T. gondii ROP1 was originally identified as a component of ‘penetration enhancing factor’, but no definite function has been attributed to it (31). ROP1 is not essential, but rhoptries of T. gondii tachyzoites lacking ROP1 have a denser appearance (32,33). ROP2, the founding member of the ROP2/3/4/8 family, has been shown to mediate recruitment of host cell mitochondria and ER (34). Despite the existence of multiple other family members, ROP2 appears to be essential (34).
ROP2 targeting to rhoptries involves the clathrin/AP1 machinery and is mediated by YXXΦ and LL motifs in its cytoplasmic tail (35). There appear to be redundant rhoptry targeting signals as the prodomain of ROP4 (a ROP2 family member), as well as multiple segments of ROP1, are sufficient to target heterologous proteins to rhoptries (22,36,37).
Most characterized T. gondii rhoptry proteins are proteolytically cleaved during transit in the secretory pathway. In T. gondii only the cleavage site of ROP1 has been definitively mapped (38). Surprisingly, trafficking of ROP1 does not seem to be dependent on proteolytic processing since unprocessed ROP1 is correctly trafficked to rhoptries and secreted into the parasitophorous vacuole during invasion (37,39). It is unknown whether proteolytic processing of other rhoptry proteins affects their trafficking.
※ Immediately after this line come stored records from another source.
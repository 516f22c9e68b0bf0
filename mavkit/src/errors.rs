//! # Mavkit errors
//!
//! Errors are split by the stage at which they occur. [`SchemaError`] is fatal and aborts dialect
//! loading or code generation. [`EncodeError`] is returned per call. [`DecodeError`] is reported
//! per frame and never stops the [`StreamParser`](crate::protocol::StreamParser).
//!
//! All of them can be converted into the crate-level [`Error`].

use std::sync::Arc;

use crate::protocol::{Checksum, MessageId};

/// Common result type returned by `mavkit` functions.
pub type Result<T> = core::result::Result<T, Error>;

/// All errors generated by `mavkit`.
#[derive(Clone, Debug, thiserror::Error)]
pub enum Error {
    /// Dialect definitions are malformed or inconsistent.
    #[error("schema error: {0}")]
    Schema(#[from] SchemaError),
    /// Message can't be encoded.
    #[error("encode error: {0}")]
    Encode(#[from] EncodeError),
    /// Frame or payload can't be decoded.
    #[error("decode error: {0}")]
    Decode(#[from] DecodeError),
    /// Code generation failed.
    #[error("code generation error: {0}")]
    Codegen(#[from] CodegenError),
    /// Waypoint file error.
    #[error("mission error: {0}")]
    Mission(#[from] MissionError),
    /// I/O error.
    ///
    /// Wrapped into [`Arc`] to keep [`Error`] cloneable.
    #[error("I/O error: {0}")]
    Io(#[from] Arc<std::io::Error>),
}

/// Errors related to loading and validation of dialect definitions.
///
/// Schema errors are never recovered from: a dialect is either loaded completely or rejected.
#[derive(Clone, Debug, PartialEq, Eq, thiserror::Error)]
pub enum SchemaError {
    /// Definition file can't be fetched by a resolver.
    #[error("can't fetch definition `{name}`: {reason}")]
    Fetch {
        /// Definition name as requested.
        name: String,
        /// Failure description.
        reason: String,
    },
    /// Definition is not a well-formed XML document.
    #[error("malformed XML in `{file}` at position {position}: {reason}")]
    Xml {
        /// Definition file.
        file: String,
        /// Byte position reported by the reader.
        position: usize,
        /// Failure description.
        reason: String,
    },
    /// Required attribute is missing.
    #[error("`{element}` in `{file}` is missing attribute `{attribute}`")]
    MissingAttribute {
        /// Definition file.
        file: String,
        /// Element name.
        element: String,
        /// Attribute name.
        attribute: String,
    },
    /// Attribute or element value can't be interpreted.
    #[error("invalid value `{value}` for `{context}` in `{file}`")]
    InvalidValue {
        /// Definition file.
        file: String,
        /// Where the value was found.
        context: String,
        /// Raw value.
        value: String,
    },
    /// Field type is not one of the supported MAVLink types.
    #[error("unknown type `{type_name}` of field `{message}.{field}`")]
    UnknownType {
        /// Message name.
        message: String,
        /// Field name.
        field: String,
        /// Type token as written in the definition.
        type_name: String,
    },
    /// Array field declared with zero length.
    #[error("field `{message}.{field}` is a zero-length array")]
    ZeroLengthArray {
        /// Message name.
        message: String,
        /// Field name.
        field: String,
    },
    /// Field name is used twice within a message.
    #[error("field `{field}` is declared twice in `{message}`")]
    DuplicateField {
        /// Message name.
        message: String,
        /// Field name.
        field: String,
    },
    /// Regular field is declared after extension fields.
    #[error("field `{message}.{field}` follows extension fields but is not an extension")]
    MisplacedExtension {
        /// Message name.
        message: String,
        /// Field name.
        field: String,
    },
    /// Message has no fields.
    #[error("message `{0}` has no fields")]
    EmptyMessage(String),
    /// Message payload exceeds MAVLink limits.
    #[error("payload of `{name}` is {size} bytes, at most 255 is allowed")]
    PayloadTooLarge {
        /// Message name.
        name: String,
        /// Payload size in bytes.
        size: usize,
    },
    /// Message ID can't be represented in MAVLink 2 header.
    #[error("message `{name}` has ID {id} that exceeds 24 bits")]
    MessageIdOutOfRange {
        /// Message name.
        name: String,
        /// Message ID.
        id: u64,
    },
    /// Includes form a cycle.
    #[error("include cycle: {}", .0.join(" -> "))]
    IncludeCycle(Vec<String>),
    /// The same message ID is bound to different names.
    #[error("message ID {id} is bound to both `{name}` and `{other}`")]
    DuplicateMessageId {
        /// Message ID.
        id: MessageId,
        /// Name seen first.
        name: String,
        /// Conflicting name.
        other: String,
    },
    /// The same message name is bound to different IDs.
    #[error("message `{name}` is bound to both ID {id} and ID {other}")]
    DuplicateMessageName {
        /// Message name.
        name: String,
        /// ID seen first.
        id: MessageId,
        /// Conflicting ID.
        other: MessageId,
    },
    /// The same message is defined with different layouts.
    #[error("message `{name}` (ID {id}) is defined twice with different fields")]
    ConflictingMessage {
        /// Message name.
        name: String,
        /// Message ID.
        id: MessageId,
    },
    /// Enum entry is bound inconsistently across definitions.
    #[error("enum `{name}` entry `{entry}` conflicts with an existing entry")]
    ConflictingEnumEntry {
        /// Enum name.
        name: String,
        /// Entry name.
        entry: String,
    },
    /// Field refers to an enum which is not defined.
    #[error("field `{message}.{field}` refers to unknown enum `{name}`")]
    UnknownEnum {
        /// Message name.
        message: String,
        /// Field name.
        field: String,
        /// Enum name.
        name: String,
    },
}

/// Errors related to message encoding.
#[derive(Clone, Debug, PartialEq, thiserror::Error)]
pub enum EncodeError {
    /// Message is not part of the dialect used for encoding.
    #[error("message {0} is not in dialect")]
    UnknownMessage(MessageId),
    /// Required field is absent.
    #[error("field `{message}.{field}` is missing")]
    MissingField {
        /// Message name.
        message: String,
        /// Field name.
        field: String,
    },
    /// Field is not defined for the message.
    #[error("message `{message}` has no field `{field}`")]
    UnknownField {
        /// Message name.
        message: String,
        /// Field name.
        field: String,
    },
    /// Value kind does not match the declared field type.
    #[error("field `{message}.{field}` expects {expected}")]
    TypeMismatch {
        /// Message name.
        message: String,
        /// Field name.
        field: String,
        /// Expected type.
        expected: String,
    },
    /// Value does not fit the declared width.
    #[error("value {value} does not fit field `{message}.{field}` of type {expected}")]
    OutOfRange {
        /// Message name.
        message: String,
        /// Field name.
        field: String,
        /// Declared type.
        expected: String,
        /// Offending value.
        value: String,
    },
    /// Array or string does not match the declared length.
    #[error("field `{message}.{field}` expects {expected} elements, got {actual}")]
    ArrayLength {
        /// Message name.
        message: String,
        /// Field name.
        field: String,
        /// Declared length (maximum length for strings).
        expected: usize,
        /// Actual length.
        actual: usize,
    },
    /// Message ID does not fit the header of the frame version.
    #[error("message ID {0} does not fit the frame header")]
    MessageIdTooLarge(MessageId),
    /// Payload is longer than a frame can carry.
    #[error("payload of {len} bytes exceeds {max} bytes")]
    PayloadTooLarge {
        /// Payload length.
        len: usize,
        /// Maximum payload length.
        max: usize,
    },
    /// Payload was built for another protocol version.
    #[error("payload version does not match frame version")]
    VersionMismatch,
}

/// Errors related to frame and payload decoding.
///
/// Within a [`StreamParser`](crate::protocol::StreamParser) every variant except
/// [`DecodeError::Truncated`] results in a dropped frame and resynchronization.
#[derive(Clone, Debug, PartialEq, Eq, thiserror::Error)]
pub enum DecodeError {
    /// Message ID is not known to the dialect.
    ///
    /// Frame is well-formed but its checksum can't be verified. Raw frame bytes are returned to
    /// the caller undecoded.
    #[error("unknown message {id}")]
    UnknownMessage {
        /// Message ID.
        id: MessageId,
        /// Raw frame bytes starting with the magic byte.
        raw: Vec<u8>,
    },
    /// Checksum calculated with the local CRC-extra differs from the received one.
    ///
    /// Either the stream is corrupted or sender and receiver use different definitions.
    #[error("checksum mismatch for message {id}: expected {expected:#06x}, got {actual:#06x}")]
    CrcMismatch {
        /// Message ID.
        id: MessageId,
        /// Checksum calculated locally.
        expected: Checksum,
        /// Checksum received.
        actual: Checksum,
    },
    /// Frame signature is missing, invalid, or replayed.
    #[error("bad signature for message {id}")]
    BadSignature {
        /// Message ID.
        id: MessageId,
    },
    /// Not enough bytes for a complete frame.
    ///
    /// This is a suspend state rather than an error for stream parsing.
    #[error("truncated frame: expected {expected} bytes, got {actual}")]
    Truncated {
        /// Required number of bytes (may grow once header is known).
        expected: usize,
        /// Available number of bytes.
        actual: usize,
    },
    /// Frame does not start with a MAVLink magic byte.
    #[error("invalid magic byte {0:#04x}")]
    InvalidMarker(u8),
    /// `MAVLink 2` frame has unsupported incompatibility flags.
    #[error("unsupported incompatibility flags {0:#04x}")]
    IncompatibleFlags(u8),
    /// Payload is longer than message allows.
    #[error("payload of message {id} is {len} bytes, at most {max} is allowed")]
    InvalidPayloadLength {
        /// Message ID.
        id: MessageId,
        /// Received length.
        len: usize,
        /// Maximum length.
        max: usize,
    },
}

/// Errors related to code generation.
#[derive(Clone, Debug, PartialEq, Eq, thiserror::Error)]
pub enum CodegenError {
    /// Two entities map to the same identifier in the target language.
    #[error("[{backend}] `{first}` and `{second}` both render as `{ident}`")]
    NameClash {
        /// Backend name.
        backend: String,
        /// Rendered identifier.
        ident: String,
        /// First entity.
        first: String,
        /// Second entity.
        second: String,
    },
    /// Target is not supported.
    #[error("unknown code generation target `{0}`")]
    UnknownTarget(String),
}

/// Errors related to waypoint files.
#[derive(Clone, Debug, PartialEq, Eq, thiserror::Error)]
pub enum MissionError {
    /// File header is not supported.
    #[error("unsupported waypoint format `{0}`")]
    UnsupportedFormat(String),
    /// Line has a wrong number of columns.
    #[error("invalid waypoint line {line} with {columns} values")]
    InvalidLine {
        /// Line number (starting from 1).
        line: usize,
        /// Number of columns found.
        columns: usize,
    },
    /// Column can't be parsed as a number.
    #[error("invalid number `{value}` at line {line}")]
    InvalidNumber {
        /// Line number (starting from 1).
        line: usize,
        /// Raw value.
        value: String,
    },
    /// `QGC WPL 100` action has no `MAV_CMD` counterpart.
    #[error("unknown waypoint action {action} at line {line}")]
    UnknownAction {
        /// Line number (starting from 1).
        line: usize,
        /// Raw action code.
        action: u16,
    },
    /// Legacy fence file describes no closed polygon.
    #[error("fence needs at least {min} points, got {count}")]
    NotEnoughFencePoints {
        /// Number of points in the file.
        count: usize,
        /// Return point, three vertices, and the closing point.
        min: usize,
    },
    /// Item index is past the end of the list.
    #[error("waypoint index {index} is out of range for list of {len} items")]
    IndexOutOfRange {
        /// Requested index.
        index: usize,
        /// List length.
        len: usize,
    },
}

impl From<std::io::Error> for Error {
    /// Converts [`std::io::Error`] into [`Error::Io`].
    fn from(value: std::io::Error) -> Self {
        Self::Io(Arc::new(value))
    }
}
Many Plasmodium rhoptry proteins are associated in macromolecular complexes in immunoprecipitation studies, including the RAP1/2/3 complex and the RhopH1/H2/H3 complex (reviewed in (40)). Trafficking of RAP2/3 to the rhoptries is dependent upon association with RAP1 C-terminus, but the RAP1/2/3 proteins are not essential (41). Several Plasmodium rhoptry proteins including RAP1, RhopH 1 and RAMA are proteolytically cleaved, but the significance of processing has not been explored. RAP1 is proteolytically cleaved during maturation. The cleavage site for RAP1 (after A190 (40)) does not have homology with the T. gondii ROP1 cleavage site.
Once the parasite safely resides in the PV, the third secretory organelles, dense granules, secrete. T. gondii dense granule secretion is constitutive, but is also likely to have a regulated component (25,42). Dense granules represent the default pathway for secretion (43). There are no known signals for release. Components of the dense granules modify the PV and also associate with a vesicular network within the PV (42). Proteolytic processing of dense granule contents of T. gondii has not been described.